Invitational priority: Under an invitational priority, we are particularly interested in applications that meet the priority. However, we do not give an application that meets the priority a preference over other applications (34 CFR 75.105(c)(1)).

This notice does not preclude us from proposing additional priorities, requirements, definitions, or selection criteria, subject to meeting applicable rulemaking requirements.

Note:

This notice does not solicit applications. In any year in which we choose to use this priority, we invite applications through a notice in the Federal Register.

Executive Order 12866: This notice has been reviewed in accordance with Executive Order 12866. Under the terms of the order, we have assessed the potential costs and benefits of this final regulatory action.

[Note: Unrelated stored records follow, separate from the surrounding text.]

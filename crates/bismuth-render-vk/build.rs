use std::{env, fs, path::PathBuf};

// Compiles every stage under shaders/ to <name>.spv in OUT_DIR.
const SHADERS: &[(&str, shaderc::ShaderKind)] = &[
    ("simple.vert", shaderc::ShaderKind::Vertex),
    ("simple.frag", shaderc::ShaderKind::Fragment),
];

fn main() {
    let out = PathBuf::from(env::var("OUT_DIR").unwrap());
    let src_dir = PathBuf::from(env::var("CARGO_MANIFEST_DIR").unwrap()).join("shaders");

    let comp = shaderc::Compiler::new().unwrap();
    let mut opts = shaderc::CompileOptions::new().unwrap();
    opts.set_target_env(
        shaderc::TargetEnv::Vulkan,
        shaderc::EnvVersion::Vulkan1_0 as u32,
    );
    opts.set_optimization_level(shaderc::OptimizationLevel::Performance);

    for &(name, kind) in SHADERS {
        let path = src_dir.join(name);
        let source = fs::read_to_string(&path)
            .unwrap_or_else(|e| panic!("reading {}: {e}", path.display()));
        let spv = comp
            .compile_into_spirv(&source, kind, name, "main", Some(&opts))
            .unwrap_or_else(|e| panic!("compiling {name}: {e}"));
        fs::write(out.join(format!("{name}.spv")), spv.as_binary_u8()).unwrap();
        println!("cargo:rerun-if-changed={}", path.display());
    }

    println!("cargo:rerun-if-changed=build.rs");
}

The potential costs associated with this final regulatory action are those resulting from statutory requirements and those we have determined as necessary for administering this program effectively and efficiently.

In assessing the potential costs and benefits—both quantitative and qualitative—of this final regulatory action, we have determined that the benefits of the final priority justify the costs.

Discussion of Costs and Benefits: The benefits of the Disability and Rehabilitation Research Projects and Centers Programs have been well established over the years in that similar projects have been completed successfully. This final priority will generate new knowledge through research and development.

Another benefit of this final priority is that the establishment of a new RRTC will improve the lives of individuals with disabilities. The new RRTC will disseminate and promote the use of new information that will improve the options for individuals with disabilities to obtain, retain, and advance in employment.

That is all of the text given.